++++ GIVEN RECORDS

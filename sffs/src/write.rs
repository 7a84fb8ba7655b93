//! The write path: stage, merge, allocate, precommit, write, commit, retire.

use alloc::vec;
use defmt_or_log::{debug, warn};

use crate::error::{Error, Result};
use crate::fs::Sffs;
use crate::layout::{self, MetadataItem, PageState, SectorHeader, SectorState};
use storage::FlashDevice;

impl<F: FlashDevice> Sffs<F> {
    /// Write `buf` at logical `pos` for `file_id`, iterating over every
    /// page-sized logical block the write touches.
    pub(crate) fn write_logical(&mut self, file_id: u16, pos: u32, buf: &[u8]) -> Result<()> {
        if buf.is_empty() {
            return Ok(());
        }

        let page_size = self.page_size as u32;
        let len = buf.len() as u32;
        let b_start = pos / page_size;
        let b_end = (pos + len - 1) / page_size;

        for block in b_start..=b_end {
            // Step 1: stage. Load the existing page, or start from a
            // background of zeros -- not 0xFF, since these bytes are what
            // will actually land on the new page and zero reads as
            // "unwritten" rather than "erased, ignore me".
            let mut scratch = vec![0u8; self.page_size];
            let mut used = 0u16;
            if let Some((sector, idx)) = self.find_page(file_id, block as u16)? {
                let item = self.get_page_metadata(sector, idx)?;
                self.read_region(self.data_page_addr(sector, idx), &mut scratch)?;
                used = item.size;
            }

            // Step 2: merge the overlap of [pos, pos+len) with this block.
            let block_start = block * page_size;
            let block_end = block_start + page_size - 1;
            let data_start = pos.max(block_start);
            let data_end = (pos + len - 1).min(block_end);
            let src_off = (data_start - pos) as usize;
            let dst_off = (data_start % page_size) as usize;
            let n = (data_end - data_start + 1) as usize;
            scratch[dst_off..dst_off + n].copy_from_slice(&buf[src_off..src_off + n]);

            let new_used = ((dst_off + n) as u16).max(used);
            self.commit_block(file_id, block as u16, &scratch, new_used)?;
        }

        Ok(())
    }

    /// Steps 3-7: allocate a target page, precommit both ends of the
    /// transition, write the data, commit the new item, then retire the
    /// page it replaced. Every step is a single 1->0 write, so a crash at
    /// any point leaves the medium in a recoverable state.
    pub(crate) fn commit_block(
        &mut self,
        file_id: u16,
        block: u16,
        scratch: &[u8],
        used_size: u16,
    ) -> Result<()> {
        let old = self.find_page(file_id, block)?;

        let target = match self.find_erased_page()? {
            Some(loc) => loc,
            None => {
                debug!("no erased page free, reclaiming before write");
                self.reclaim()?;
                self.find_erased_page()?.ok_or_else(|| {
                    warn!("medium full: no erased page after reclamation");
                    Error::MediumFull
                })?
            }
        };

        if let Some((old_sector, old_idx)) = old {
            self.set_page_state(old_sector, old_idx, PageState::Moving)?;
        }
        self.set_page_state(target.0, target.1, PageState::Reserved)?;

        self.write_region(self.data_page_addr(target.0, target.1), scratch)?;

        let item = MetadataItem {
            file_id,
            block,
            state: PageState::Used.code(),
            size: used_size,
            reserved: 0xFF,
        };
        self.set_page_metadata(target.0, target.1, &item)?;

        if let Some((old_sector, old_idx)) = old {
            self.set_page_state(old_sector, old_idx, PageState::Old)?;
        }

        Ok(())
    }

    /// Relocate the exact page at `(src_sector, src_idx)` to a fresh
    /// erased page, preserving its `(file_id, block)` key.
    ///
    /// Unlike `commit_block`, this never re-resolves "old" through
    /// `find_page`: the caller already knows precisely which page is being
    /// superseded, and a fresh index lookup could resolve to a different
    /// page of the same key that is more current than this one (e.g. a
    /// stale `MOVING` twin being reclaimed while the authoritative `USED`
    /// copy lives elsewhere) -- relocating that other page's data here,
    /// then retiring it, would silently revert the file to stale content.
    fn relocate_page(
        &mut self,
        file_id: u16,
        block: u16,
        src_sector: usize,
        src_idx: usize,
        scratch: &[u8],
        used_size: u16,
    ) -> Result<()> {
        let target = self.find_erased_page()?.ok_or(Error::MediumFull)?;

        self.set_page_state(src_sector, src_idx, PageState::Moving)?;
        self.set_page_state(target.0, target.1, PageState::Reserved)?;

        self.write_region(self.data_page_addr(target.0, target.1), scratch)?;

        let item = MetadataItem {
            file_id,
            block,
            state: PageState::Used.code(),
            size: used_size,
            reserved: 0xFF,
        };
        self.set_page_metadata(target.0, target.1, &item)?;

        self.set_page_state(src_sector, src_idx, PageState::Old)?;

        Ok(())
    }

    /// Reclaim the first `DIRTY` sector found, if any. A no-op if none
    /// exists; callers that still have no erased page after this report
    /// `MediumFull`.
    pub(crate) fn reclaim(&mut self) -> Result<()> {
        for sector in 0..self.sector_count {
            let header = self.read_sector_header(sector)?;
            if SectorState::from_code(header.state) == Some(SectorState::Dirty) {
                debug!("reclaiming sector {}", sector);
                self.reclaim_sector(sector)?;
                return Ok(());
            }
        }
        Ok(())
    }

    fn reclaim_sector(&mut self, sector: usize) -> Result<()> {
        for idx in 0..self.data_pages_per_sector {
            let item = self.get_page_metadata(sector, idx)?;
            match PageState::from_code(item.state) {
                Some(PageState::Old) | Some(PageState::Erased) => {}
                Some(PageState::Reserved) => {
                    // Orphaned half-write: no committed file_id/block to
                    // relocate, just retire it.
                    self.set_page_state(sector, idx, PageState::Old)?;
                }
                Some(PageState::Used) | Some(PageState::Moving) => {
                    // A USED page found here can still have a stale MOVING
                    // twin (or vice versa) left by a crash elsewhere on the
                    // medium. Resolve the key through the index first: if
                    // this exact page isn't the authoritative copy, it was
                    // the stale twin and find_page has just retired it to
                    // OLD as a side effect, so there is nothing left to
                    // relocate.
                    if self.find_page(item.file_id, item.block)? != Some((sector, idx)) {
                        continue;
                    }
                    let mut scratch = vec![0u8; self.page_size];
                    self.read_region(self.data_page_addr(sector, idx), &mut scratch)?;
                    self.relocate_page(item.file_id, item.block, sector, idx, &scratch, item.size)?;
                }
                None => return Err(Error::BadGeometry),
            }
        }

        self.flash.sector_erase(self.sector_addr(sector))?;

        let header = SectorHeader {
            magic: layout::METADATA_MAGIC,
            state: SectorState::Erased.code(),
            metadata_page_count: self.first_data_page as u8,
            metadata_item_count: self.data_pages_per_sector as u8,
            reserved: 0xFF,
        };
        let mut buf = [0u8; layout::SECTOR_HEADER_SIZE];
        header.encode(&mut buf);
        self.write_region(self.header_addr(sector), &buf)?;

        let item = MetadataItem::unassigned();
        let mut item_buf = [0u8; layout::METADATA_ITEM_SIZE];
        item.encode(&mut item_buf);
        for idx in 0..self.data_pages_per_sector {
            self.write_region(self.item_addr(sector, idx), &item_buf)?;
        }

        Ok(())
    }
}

++++++++
++++ GIVEN RECORDS

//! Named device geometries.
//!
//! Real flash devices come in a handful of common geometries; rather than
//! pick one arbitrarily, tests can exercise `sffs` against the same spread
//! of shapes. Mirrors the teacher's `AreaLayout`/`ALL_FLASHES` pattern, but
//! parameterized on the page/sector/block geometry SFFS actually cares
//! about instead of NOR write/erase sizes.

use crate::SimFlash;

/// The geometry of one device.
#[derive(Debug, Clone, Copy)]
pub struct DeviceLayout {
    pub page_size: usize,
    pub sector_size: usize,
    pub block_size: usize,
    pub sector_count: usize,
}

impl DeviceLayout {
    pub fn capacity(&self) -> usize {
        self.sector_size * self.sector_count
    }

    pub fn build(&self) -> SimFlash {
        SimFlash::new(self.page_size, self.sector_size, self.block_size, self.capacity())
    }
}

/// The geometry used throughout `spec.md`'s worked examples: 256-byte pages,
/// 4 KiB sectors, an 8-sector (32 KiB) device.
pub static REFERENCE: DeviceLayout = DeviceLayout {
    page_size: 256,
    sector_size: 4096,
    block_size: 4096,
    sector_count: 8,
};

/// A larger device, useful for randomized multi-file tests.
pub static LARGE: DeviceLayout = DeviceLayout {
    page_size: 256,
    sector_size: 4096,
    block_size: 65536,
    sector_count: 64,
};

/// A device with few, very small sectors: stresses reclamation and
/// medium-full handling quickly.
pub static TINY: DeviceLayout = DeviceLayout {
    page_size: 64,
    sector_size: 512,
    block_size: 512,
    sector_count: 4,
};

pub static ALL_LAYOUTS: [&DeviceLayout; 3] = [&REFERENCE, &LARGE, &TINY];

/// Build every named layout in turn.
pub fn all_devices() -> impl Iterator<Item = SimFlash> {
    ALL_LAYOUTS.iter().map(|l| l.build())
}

++++++++
++++ GIVEN RECORDS

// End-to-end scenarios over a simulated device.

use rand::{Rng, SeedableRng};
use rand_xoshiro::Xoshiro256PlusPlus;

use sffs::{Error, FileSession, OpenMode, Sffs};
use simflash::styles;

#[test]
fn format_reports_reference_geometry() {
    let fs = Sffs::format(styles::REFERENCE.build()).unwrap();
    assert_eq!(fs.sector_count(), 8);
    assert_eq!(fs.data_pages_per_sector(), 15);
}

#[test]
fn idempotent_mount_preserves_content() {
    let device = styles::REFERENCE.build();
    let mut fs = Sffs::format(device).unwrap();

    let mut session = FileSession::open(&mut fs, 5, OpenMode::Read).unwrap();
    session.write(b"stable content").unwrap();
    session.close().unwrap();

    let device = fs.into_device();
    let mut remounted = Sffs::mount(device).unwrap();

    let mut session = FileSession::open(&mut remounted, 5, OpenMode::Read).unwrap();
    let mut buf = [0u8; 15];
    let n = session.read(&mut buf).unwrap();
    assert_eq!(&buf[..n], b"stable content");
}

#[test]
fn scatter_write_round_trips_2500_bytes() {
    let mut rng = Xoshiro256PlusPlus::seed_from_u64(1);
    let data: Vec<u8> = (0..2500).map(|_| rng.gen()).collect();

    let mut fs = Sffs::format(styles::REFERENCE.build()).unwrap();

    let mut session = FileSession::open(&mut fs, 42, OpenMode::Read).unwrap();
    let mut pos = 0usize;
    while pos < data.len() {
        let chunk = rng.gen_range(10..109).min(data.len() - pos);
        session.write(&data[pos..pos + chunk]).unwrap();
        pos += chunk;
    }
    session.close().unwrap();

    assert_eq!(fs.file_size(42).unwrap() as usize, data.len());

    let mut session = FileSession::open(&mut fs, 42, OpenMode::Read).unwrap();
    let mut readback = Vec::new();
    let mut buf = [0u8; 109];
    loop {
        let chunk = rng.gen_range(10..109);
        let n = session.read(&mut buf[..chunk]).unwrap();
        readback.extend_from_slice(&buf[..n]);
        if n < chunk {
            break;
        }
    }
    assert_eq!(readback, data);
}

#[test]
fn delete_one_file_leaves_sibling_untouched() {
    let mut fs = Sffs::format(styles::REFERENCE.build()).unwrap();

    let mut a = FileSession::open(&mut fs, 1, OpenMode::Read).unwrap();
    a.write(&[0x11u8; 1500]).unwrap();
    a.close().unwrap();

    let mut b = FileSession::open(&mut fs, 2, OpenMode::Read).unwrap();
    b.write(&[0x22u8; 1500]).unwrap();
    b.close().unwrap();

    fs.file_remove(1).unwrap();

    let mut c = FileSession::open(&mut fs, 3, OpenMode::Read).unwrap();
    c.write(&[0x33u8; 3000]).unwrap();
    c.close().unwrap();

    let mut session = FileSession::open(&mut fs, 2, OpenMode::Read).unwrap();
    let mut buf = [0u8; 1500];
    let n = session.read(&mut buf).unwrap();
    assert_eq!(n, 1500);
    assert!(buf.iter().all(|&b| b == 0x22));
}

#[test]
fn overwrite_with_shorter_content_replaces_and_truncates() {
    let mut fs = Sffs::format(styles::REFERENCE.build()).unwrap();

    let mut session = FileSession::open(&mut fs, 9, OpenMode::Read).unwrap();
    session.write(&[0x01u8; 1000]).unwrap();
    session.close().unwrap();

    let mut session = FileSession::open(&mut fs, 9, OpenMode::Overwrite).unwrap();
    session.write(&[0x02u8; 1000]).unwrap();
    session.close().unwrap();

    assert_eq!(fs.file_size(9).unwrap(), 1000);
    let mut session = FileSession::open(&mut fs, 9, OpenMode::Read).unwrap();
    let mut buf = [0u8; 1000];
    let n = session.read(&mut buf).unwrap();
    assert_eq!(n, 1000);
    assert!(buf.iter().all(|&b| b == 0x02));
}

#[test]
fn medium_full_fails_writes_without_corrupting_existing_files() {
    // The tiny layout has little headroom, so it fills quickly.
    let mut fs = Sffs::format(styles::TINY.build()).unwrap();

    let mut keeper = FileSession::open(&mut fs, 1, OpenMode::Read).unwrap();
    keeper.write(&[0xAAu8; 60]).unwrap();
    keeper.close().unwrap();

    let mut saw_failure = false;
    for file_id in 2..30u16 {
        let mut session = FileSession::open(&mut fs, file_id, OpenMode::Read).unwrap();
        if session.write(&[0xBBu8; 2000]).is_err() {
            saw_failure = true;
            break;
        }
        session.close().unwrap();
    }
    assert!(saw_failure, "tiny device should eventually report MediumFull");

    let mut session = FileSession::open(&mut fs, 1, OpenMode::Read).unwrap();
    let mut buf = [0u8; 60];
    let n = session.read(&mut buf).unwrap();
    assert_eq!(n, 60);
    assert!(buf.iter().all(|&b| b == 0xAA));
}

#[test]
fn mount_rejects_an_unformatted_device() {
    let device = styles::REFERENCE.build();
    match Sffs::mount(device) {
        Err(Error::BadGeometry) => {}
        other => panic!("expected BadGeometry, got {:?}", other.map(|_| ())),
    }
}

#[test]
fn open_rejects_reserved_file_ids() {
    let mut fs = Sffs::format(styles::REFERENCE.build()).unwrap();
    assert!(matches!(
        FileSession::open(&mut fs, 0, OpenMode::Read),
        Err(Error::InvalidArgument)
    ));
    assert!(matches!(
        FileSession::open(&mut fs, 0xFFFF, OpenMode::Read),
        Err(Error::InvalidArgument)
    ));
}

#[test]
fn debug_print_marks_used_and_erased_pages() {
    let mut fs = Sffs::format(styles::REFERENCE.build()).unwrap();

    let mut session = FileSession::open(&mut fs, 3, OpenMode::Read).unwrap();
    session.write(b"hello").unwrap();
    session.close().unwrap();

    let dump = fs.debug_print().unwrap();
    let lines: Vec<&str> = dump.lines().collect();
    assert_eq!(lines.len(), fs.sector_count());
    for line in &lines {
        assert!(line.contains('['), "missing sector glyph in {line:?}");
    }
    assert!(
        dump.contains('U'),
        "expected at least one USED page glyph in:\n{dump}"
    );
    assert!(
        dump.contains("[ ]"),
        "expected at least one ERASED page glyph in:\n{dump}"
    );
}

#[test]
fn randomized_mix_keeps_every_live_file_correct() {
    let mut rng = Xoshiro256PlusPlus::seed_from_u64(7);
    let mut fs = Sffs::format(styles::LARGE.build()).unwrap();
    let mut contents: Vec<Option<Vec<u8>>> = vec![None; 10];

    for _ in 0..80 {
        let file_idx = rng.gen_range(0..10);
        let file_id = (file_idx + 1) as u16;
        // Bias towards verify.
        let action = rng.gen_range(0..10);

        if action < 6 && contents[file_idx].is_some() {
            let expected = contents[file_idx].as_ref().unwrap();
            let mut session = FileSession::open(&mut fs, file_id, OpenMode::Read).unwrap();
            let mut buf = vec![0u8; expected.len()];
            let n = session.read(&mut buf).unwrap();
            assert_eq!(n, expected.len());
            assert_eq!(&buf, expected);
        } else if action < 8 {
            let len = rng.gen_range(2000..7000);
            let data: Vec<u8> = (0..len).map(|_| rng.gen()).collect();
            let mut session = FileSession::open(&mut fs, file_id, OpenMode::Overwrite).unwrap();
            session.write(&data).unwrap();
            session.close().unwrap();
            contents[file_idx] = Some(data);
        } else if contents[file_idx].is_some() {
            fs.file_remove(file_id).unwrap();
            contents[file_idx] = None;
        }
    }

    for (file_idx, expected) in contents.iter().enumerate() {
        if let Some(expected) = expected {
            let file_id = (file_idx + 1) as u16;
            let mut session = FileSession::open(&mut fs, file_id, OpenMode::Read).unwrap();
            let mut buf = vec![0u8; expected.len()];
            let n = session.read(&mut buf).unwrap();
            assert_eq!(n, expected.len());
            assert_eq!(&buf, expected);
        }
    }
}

++++++++

- _WORK INSTRUCTIONS_
In the lines above, find the word "scratch" and copy every line it occurs in.

- _EXERCISE ANSWER_
            let mut scratch = vec![0u8; self.page_size];
                self.read_region(self.data_page_addr(sector, idx), &mut scratch)?;
            scratch[dst_off..dst_off + n].copy_from_slice(&buf[src_off..src_off + n]);
            self.commit_block(file_id, block as u16, &scratch, new_used)?;
        scratch: &[u8],
        self.write_region(self.data_page_addr(target.0, target.1), scratch)?;
        scratch: &[u8],
        self.write_region(self.data_page_addr(target.0, target.1), scratch)?;
                    let mut scratch = vec![0u8; self.page_size];
                    self.read_region(self.data_page_addr(sector, idx), &mut scratch)?;
                    self.relocate_page(item.file_id, item.block, sector, idx, &scratch, item.size)?;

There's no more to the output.